[Study material Boundary: Start]

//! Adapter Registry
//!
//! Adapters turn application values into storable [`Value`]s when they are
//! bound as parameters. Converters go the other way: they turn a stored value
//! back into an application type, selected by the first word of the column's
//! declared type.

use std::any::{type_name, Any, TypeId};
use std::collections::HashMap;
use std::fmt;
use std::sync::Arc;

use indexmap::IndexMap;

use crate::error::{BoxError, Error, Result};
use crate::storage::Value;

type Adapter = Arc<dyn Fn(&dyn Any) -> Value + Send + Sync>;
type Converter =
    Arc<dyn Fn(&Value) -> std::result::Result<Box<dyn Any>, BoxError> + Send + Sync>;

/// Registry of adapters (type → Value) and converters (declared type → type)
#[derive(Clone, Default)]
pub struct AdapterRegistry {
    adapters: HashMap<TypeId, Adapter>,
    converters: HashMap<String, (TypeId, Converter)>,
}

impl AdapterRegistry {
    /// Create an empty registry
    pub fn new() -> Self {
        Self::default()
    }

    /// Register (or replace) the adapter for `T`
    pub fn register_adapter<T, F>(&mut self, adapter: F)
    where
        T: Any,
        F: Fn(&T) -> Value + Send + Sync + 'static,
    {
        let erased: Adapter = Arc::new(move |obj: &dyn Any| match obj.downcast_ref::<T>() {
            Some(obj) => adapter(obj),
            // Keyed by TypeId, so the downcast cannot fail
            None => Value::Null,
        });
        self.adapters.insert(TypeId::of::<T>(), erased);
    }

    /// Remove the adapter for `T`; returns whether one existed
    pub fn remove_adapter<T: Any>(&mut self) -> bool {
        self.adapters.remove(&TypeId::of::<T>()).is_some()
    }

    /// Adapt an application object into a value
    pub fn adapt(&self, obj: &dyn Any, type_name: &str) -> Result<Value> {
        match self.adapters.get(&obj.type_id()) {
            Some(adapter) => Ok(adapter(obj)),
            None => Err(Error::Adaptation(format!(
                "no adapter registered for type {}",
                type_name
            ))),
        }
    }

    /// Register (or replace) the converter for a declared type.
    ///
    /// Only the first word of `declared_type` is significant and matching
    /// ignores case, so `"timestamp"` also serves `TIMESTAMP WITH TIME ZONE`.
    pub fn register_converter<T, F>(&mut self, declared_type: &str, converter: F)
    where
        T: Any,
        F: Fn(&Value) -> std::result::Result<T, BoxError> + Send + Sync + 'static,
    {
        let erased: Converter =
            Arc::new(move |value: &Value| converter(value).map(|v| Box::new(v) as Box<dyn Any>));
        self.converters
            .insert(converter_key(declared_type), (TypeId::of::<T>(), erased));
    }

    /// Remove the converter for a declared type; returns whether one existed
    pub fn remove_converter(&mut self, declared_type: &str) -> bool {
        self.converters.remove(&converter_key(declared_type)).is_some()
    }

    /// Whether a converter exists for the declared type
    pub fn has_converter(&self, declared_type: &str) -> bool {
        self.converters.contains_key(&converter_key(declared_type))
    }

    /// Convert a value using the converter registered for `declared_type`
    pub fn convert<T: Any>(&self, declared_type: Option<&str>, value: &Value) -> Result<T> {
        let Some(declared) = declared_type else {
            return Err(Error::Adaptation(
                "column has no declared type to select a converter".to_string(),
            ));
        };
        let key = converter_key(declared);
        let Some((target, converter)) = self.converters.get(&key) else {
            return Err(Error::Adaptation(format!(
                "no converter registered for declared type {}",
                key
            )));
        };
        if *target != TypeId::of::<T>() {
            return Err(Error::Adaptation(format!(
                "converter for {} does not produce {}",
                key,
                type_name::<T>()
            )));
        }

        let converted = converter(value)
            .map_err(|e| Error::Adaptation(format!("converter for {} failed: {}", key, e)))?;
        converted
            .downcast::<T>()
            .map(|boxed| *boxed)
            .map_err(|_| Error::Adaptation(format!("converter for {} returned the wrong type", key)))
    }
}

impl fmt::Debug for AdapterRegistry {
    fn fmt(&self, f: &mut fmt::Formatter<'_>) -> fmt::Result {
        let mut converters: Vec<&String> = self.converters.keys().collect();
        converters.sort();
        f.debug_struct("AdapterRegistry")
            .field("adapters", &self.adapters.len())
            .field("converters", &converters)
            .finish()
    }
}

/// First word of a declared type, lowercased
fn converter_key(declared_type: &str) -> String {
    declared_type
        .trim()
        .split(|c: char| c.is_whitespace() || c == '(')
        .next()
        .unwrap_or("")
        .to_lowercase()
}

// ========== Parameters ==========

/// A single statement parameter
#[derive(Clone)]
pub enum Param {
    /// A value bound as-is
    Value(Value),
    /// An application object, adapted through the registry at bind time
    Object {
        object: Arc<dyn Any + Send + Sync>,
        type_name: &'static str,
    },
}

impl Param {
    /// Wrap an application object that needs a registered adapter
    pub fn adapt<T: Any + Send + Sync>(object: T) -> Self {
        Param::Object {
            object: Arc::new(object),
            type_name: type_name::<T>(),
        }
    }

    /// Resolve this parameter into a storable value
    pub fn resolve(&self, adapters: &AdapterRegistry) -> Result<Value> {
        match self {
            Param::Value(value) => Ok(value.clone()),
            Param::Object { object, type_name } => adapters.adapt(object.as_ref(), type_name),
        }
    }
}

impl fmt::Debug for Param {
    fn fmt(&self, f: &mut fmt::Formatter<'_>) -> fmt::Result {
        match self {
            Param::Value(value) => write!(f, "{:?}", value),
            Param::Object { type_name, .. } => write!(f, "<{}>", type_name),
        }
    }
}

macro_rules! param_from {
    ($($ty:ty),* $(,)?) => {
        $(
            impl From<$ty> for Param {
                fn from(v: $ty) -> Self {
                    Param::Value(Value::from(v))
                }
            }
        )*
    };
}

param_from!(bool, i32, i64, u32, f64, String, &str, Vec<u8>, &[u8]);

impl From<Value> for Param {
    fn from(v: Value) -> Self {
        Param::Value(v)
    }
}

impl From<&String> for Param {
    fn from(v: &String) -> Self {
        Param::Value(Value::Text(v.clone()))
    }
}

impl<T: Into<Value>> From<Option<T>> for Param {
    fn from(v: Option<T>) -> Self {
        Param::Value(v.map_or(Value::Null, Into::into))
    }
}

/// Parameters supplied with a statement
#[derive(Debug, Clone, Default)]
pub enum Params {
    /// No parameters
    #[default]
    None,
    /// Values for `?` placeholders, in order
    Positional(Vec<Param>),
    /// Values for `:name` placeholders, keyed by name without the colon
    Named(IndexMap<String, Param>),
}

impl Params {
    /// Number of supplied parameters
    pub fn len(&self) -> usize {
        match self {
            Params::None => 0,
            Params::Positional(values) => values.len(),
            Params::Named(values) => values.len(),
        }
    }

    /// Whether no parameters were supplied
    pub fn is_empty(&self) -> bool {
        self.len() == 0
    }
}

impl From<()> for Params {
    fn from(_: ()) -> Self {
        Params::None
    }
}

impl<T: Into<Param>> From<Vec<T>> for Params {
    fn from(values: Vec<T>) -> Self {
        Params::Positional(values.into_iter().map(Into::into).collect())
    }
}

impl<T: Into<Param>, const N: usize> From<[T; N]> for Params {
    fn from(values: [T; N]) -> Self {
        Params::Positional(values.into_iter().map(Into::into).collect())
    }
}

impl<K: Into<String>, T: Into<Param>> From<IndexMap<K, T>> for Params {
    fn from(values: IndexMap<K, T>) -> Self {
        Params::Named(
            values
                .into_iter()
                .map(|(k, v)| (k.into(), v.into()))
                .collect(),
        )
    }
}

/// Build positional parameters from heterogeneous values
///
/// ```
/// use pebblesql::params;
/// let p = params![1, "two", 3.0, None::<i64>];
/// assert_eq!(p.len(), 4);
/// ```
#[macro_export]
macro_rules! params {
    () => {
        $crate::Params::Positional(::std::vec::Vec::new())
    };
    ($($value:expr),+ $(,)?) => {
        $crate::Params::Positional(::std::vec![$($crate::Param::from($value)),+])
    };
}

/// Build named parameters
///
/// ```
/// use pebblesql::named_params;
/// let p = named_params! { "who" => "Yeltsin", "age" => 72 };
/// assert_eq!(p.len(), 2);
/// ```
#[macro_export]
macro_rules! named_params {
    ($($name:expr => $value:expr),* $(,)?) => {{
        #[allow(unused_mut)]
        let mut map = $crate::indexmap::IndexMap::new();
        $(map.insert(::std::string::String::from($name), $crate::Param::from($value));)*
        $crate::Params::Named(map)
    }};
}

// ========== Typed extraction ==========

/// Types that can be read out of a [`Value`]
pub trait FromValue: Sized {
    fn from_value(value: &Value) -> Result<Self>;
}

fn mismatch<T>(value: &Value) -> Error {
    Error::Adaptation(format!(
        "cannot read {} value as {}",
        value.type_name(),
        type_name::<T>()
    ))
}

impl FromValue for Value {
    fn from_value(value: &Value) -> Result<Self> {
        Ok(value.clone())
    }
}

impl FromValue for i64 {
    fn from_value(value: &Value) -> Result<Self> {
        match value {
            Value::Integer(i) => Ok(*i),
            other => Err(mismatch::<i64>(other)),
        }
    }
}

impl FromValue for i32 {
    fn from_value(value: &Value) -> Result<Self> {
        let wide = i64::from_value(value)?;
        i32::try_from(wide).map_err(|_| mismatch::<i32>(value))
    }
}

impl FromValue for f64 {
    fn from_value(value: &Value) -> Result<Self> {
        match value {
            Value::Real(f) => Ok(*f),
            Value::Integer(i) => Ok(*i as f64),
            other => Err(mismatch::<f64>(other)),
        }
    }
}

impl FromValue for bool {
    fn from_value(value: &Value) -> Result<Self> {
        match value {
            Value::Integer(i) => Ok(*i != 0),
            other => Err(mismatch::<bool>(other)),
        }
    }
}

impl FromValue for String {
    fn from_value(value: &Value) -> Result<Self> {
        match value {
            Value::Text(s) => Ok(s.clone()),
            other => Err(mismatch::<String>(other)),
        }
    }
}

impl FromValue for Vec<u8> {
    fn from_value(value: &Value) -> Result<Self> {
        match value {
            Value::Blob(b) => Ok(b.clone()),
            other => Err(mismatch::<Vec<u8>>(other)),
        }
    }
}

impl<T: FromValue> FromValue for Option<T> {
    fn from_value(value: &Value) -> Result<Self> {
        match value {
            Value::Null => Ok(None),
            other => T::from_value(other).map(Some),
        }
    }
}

[Study material Boundary: End]

Give the total number of lines in the entries that contain the word "Option", with no other words.

4